**PROBLEM STATEMENT**
Where the records below reach the line containing "use std::fmt;", start transcribing, and end with the line containing "Node with the given", exactly and with nothing else added.

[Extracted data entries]
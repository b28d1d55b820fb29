//! Command-line host for the flowdesk editor.
//!
//! Drives [`flowdesk_editor::FlowEditor`] against a directory of JSON
//! documents, one subcommand per editor operation.

pub mod commands;
pub mod config;
pub mod error;
pub mod file_store;

pub use commands::{Command, run};
pub use config::CliConfig;
pub use error::CliError;
pub use file_store::FileFlowStore;
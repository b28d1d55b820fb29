//! A [`FlowStore`] backed by JSON files.
//!
//! Layout under the store directory:
//!
//! ```text
//! flows/{flow_id}.json       one FlowDraft per flow
//! versions/{flow_id}.json    array of FlowVersion documents
//! ```

use async_trait::async_trait;
use chrono::Utc;
use flowdesk_core::FlowId;
use flowdesk_editor::document::{FlowDraft, FlowVersion};
use flowdesk_editor::error::StoreError;
use flowdesk_editor::store::FlowStore;
use rootcause::prelude::Report;
use serde_json::Value;
use std::io::ErrorKind;
use std::path::{Path, PathBuf};
use tokio::fs;
use tokio::sync::Mutex;

pub struct FileFlowStore {
    root: PathBuf,
    /// Serializes read-modify-write cycles on version files.
    write_lock: Mutex<()>,
}

impl FileFlowStore {
    #[must_use]
    pub fn new(root: impl Into<PathBuf>) -> Self {
        Self {
            root: root.into(),
            write_lock: Mutex::new(()),
        }
    }

    fn flow_path(&self, flow_id: &FlowId) -> Result<PathBuf, Report<StoreError>> {
        Ok(self
            .root
            .join("flows")
            .join(format!("{}.json", file_stem(flow_id)?)))
    }

    fn versions_path(&self, flow_id: &FlowId) -> Result<PathBuf, Report<StoreError>> {
        Ok(self
            .root
            .join("versions")
            .join(format!("{}.json", file_stem(flow_id)?)))
    }

    async fn read_versions(&self, flow_id: &FlowId) -> Result<Vec<FlowVersion>, Report<StoreError>> {
        let path = self.versions_path(flow_id)?;
        let Some(raw) = read_optional(&path).await? else {
            return Ok(Vec::new());
        };
        let values: Vec<Value> = serde_json::from_str(&raw).map_err(|e| invalid(&path, &e))?;

        let mut versions = Vec::with_capacity(values.len());
        for value in values {
            match FlowVersion::from_value(value) {
                Ok(version) => versions.push(version),
                Err(report) => {
                    tracing::warn!(path = %path.display(), error = %report, "Skipping unreadable version");
                }
            }
        }
        Ok(versions)
    }
}

/// Rejects ids that would escape the store directory.
fn file_stem(flow_id: &FlowId) -> Result<&str, Report<StoreError>> {
    let id = flow_id.as_str();
    if id.is_empty() || id.starts_with('.') || id.contains(['/', '\\']) {
        return Err(StoreError::InvalidDocument {
            details: format!("unusable flow id '{id}'"),
        }
        .into());
    }
    Ok(id)
}

fn invalid(path: &Path, error: &serde_json::Error) -> StoreError {
    StoreError::InvalidDocument {
        details: format!("{}: {error}", path.display()),
    }
}

fn unavailable(path: &Path, error: &std::io::Error) -> StoreError {
    StoreError::Unavailable {
        details: format!("{}: {error}", path.display()),
    }
}

async fn read_optional(path: &Path) -> Result<Option<String>, Report<StoreError>> {
    match fs::read_to_string(path).await {
        Ok(raw) => Ok(Some(raw)),
        Err(e) if e.kind() == ErrorKind::NotFound => Ok(None),
        Err(e) => Err(unavailable(path, &e).into()),
    }
}

async fn write_json<T: serde::Serialize>(path: &Path, value: &T) -> Result<(), Report<StoreError>> {
    if let Some(parent) = path.parent() {
        fs::create_dir_all(parent)
            .await
            .map_err(|e| unavailable(parent, &e))?;
    }
    let raw = serde_json::to_string_pretty(value).map_err(|e| invalid(path, &e))?;
    fs::write(path, raw).await.map_err(|e| unavailable(path, &e))?;
    Ok(())
}

fn now_value() -> Value {
    Value::String(Utc::now().to_rfc3339())
}

#[async_trait]
impl FlowStore for FileFlowStore {
    async fn fetch_flow(&self, flow_id: &FlowId) -> Result<FlowDraft, Report<StoreError>> {
        let path = self.flow_path(flow_id)?;
        let raw = read_optional(&path).await?.ok_or_else(|| StoreError::NotFound {
            flow_id: flow_id.clone(),
        })?;
        Ok(serde_json::from_str(&raw).map_err(|e| invalid(&path, &e))?)
    }

    async fn save_flow(&self, mut draft: FlowDraft) -> Result<FlowDraft, Report<StoreError>> {
        let _guard = self.write_lock.lock().await;
        let flow_id = match &draft.id {
            Some(id) => {
                if read_optional(&self.flow_path(id)?).await?.is_none() {
                    return Err(StoreError::NotFound { flow_id: id.clone() }.into());
                }
                id.clone()
            }
            None => {
                let id = FlowId::generate();
                draft.id = Some(id.clone());
                draft.extra.insert("created".to_string(), now_value());
                id
            }
        };
        draft.extra.insert("updated".to_string(), now_value());

        let path = self.flow_path(&flow_id)?;
        write_json(&path, &draft).await?;
        tracing::debug!(flow_id = %flow_id, path = %path.display(), "Wrote flow");
        Ok(draft)
    }

    async fn list_versions(&self, flow_id: &FlowId) -> Result<Vec<FlowVersion>, Report<StoreError>> {
        self.read_versions(flow_id).await
    }

    async fn create_version(&self, mut version: FlowVersion) -> Result<FlowVersion, Report<StoreError>> {
        let Some(flow_id) = version.flow_definition_id.clone() else {
            return Err(StoreError::InvalidDocument {
                details: "version has no flow_definition_id".to_string(),
            }
            .into());
        };

        let _guard = self.write_lock.lock().await;
        let mut versions = self.read_versions(&flow_id).await?;
        if version.id.is_none() {
            version.id = Some(format!("version_{}", versions.len() + 1));
        }
        if version.created.is_none() {
            version.created = Some(now_value());
        }
        versions.push(version.clone());

        let path = self.versions_path(&flow_id)?;
        write_json(&path, &versions).await?;
        tracing::debug!(flow_id = %flow_id, count = versions.len(), "Wrote versions");
        Ok(version)
    }
}
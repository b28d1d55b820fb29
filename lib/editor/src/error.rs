//! Error types for the editor crate.
//!
//! Errors are designed for layered context using rootcause:
//! - `GraphError`: Low-level graph operations (nodes, edges, patches)
//! - `StoreError`: Failures reported by a [`FlowStore`](crate::store::FlowStore)
//! - `EditorError`: Editor operations (save, publish, restore, import), wrapping
//!   lower errors via context

use flowdesk_core::{EdgeId, FlowId, NodeId};
use std::fmt;

/// Errors from graph operations.
///
/// These errors contain only information available at the graph layer.
#[derive(Debug, Clone, PartialEq, Eq)]
pub enum GraphError {
    /// Node with the given ID was not found in the graph.
    NodeNotFound { node_id: NodeId },
    /// Edge with the given ID was not found in the graph.
    EdgeNotFound { edge_id: EdgeId },
    /// A node with the same ID already exists.
    DuplicateNode { node_id: NodeId },
    /// A position had a NaN or infinite coordinate.
    InvalidPosition { node_id: NodeId },
}

impl fmt::Display for GraphError {
    fn fmt(&self, f: &mut fmt::Formatter<'_>) -> fmt::Result {
        match self {
            Self::NodeNotFound { node_id } => write!(f, "node not found: {node_id}"),
            Self::EdgeNotFound { edge_id } => write!(f, "edge not found: {edge_id}"),
            Self::DuplicateNode { node_id } => write!(f, "duplicate node id: {node_id}"),
            Self::InvalidPosition { node_id } => {
                write!(f, "position of node {node_id} must be finite")
            }
        }
    }
}

impl std::error::Error for GraphError {}

/// Errors from flow storage.
#[derive(Debug, Clone, PartialEq, Eq)]
pub enum StoreError {
    /// The flow does not exist.
    NotFound { flow_id: FlowId },
    /// The stored document could not be read or written.
    InvalidDocument { details: String },
    /// The backing service failed.
    Unavailable { details: String },
}

impl fmt::Display for StoreError {
    fn fmt(&self, f: &mut fmt::Formatter<'_>) -> fmt::Result {
        match self {
            Self::NotFound { flow_id } => write!(f, "flow not found: {flow_id}"),
            Self::InvalidDocument { details } => write!(f, "invalid flow document: {details}"),
            Self::Unavailable { details } => write!(f, "flow store unavailable: {details}"),
        }
    }
}

impl std::error::Error for StoreError {}

/// Errors at the editor operation boundary.
#[derive(Debug, Clone, PartialEq, Eq)]
pub enum EditorError {
    /// A save or publish is in flight; edits are rejected until it completes.
    Busy,
    /// Graph operation failed.
    Graph { source: GraphError },
    /// Publishing requires at least one node.
    EmptyGraph,
    /// The flow has no persisted id yet.
    UnsavedFlow,
    /// A drag payload could not be decoded.
    InvalidPayload { details: String },
    /// An import file was malformed.
    InvalidImport { details: String },
    /// A version document was malformed.
    InvalidVersion { details: String },
    /// A document could not be serialized.
    Serialization { details: String },
    /// Loading the flow failed (use as context wrapper).
    LoadFailed { flow_id: FlowId },
    /// Saving the flow failed (use as context wrapper).
    SaveFailed,
    /// Listing versions failed (use as context wrapper).
    VersionListFailed { flow_id: FlowId },
    /// Creating the version failed (use as context wrapper).
    PublishFailed { version: u64 },
}

impl EditorError {
    /// Message suitable for a user-facing notification.
    #[must_use]
    pub fn user_message(&self) -> String {
        match self {
            Self::Busy => "A save is in progress".to_string(),
            Self::Graph { .. } => "The graph could not be updated".to_string(),
            Self::EmptyGraph => "Cannot publish empty flow (no nodes detected)".to_string(),
            Self::UnsavedFlow => "Cannot publish unsaved flow".to_string(),
            Self::InvalidPayload { .. } => "Invalid node operator payload".to_string(),
            Self::InvalidImport { .. } => "Invalid flow file".to_string(),
            Self::InvalidVersion { .. } => "Invalid version data".to_string(),
            Self::Serialization { .. } => "The flow could not be serialized".to_string(),
            Self::LoadFailed { .. } => "Error loading flow definition".to_string(),
            Self::SaveFailed => "Error saving flow".to_string(),
            Self::VersionListFailed { .. } => "Error fetching versions".to_string(),
            Self::PublishFailed { .. } => "Error publishing flow".to_string(),
        }
    }

    /// Returns true for errors caused by invalid input rather than a failing service.
    #[must_use]
    pub fn is_validation(&self) -> bool {
        matches!(
            self,
            Self::EmptyGraph
                | Self::UnsavedFlow
                | Self::InvalidPayload { .. }
                | Self::InvalidImport { .. }
                | Self::InvalidVersion { .. }
        )
    }
}

impl fmt::Display for EditorError {
    fn fmt(&self, f: &mut fmt::Formatter<'_>) -> fmt::Result {
        match self {
            Self::Busy => write!(f, "editor is busy saving"),
            Self::Graph { source } => write!(f, "graph operation failed: {source}"),
            Self::EmptyGraph => write!(f, "cannot publish a flow without nodes"),
            Self::UnsavedFlow => write!(f, "flow has not been saved"),
            Self::InvalidPayload { details } => write!(f, "invalid drag payload: {details}"),
            Self::InvalidImport { details } => write!(f, "invalid import file: {details}"),
            Self::InvalidVersion { details } => write!(f, "invalid version document: {details}"),
            Self::Serialization { details } => write!(f, "serialization failed: {details}"),
            Self::LoadFailed { flow_id } => write!(f, "failed to load flow {flow_id}"),
            Self::SaveFailed => write!(f, "failed to save flow"),
            Self::VersionListFailed { flow_id } => {
                write!(f, "failed to list versions of flow {flow_id}")
            }
            Self::PublishFailed { version } => write!(f, "failed to publish version {version}"),
        }
    }
}

impl std::error::Error for EditorError {}

impl From<GraphError> for EditorError {
    fn from(source: GraphError) -> Self {
        Self::Graph { source }
    }
}

#[cfg(test)]
mod tests {
    use super::*;

    #[test]
    fn graph_error_display() {
        let err = GraphError::NodeNotFound {
            node_id: NodeId::from("n1"),
        };
        assert_eq!(err.to_string(), "node not found: n1");
    }

    #[test]
    fn editor_error_wraps_graph_error() {
        let err = EditorError::from(GraphError::EdgeNotFound {
            edge_id: EdgeId::from("e1"),
        });
        assert!(err.to_string().contains("edge not found: e1"));
        assert!(!err.is_validation());
    }

    #[test]
    fn validation_errors_are_classified() {
        assert!(EditorError::EmptyGraph.is_validation());
        assert!(
            EditorError::InvalidImport {
                details: "eof".to_string()
            }
            .is_validation()
        );
        assert!(!EditorError::SaveFailed.is_validation());
    }

    #[test]
    fn store_error_display() {
        let err = StoreError::NotFound {
            flow_id: FlowId::from("flow_1"),
        };
        assert!(err.to_string().contains("flow not found"));
    }
}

**FINAL ANSWER**
use std::fmt;

/// Errors from graph operations.
///
/// These errors contain only information available at the graph layer.
#[derive(Debug, Clone, PartialEq, Eq)]
pub enum GraphError {
    /// Node with the given ID was not found in the graph.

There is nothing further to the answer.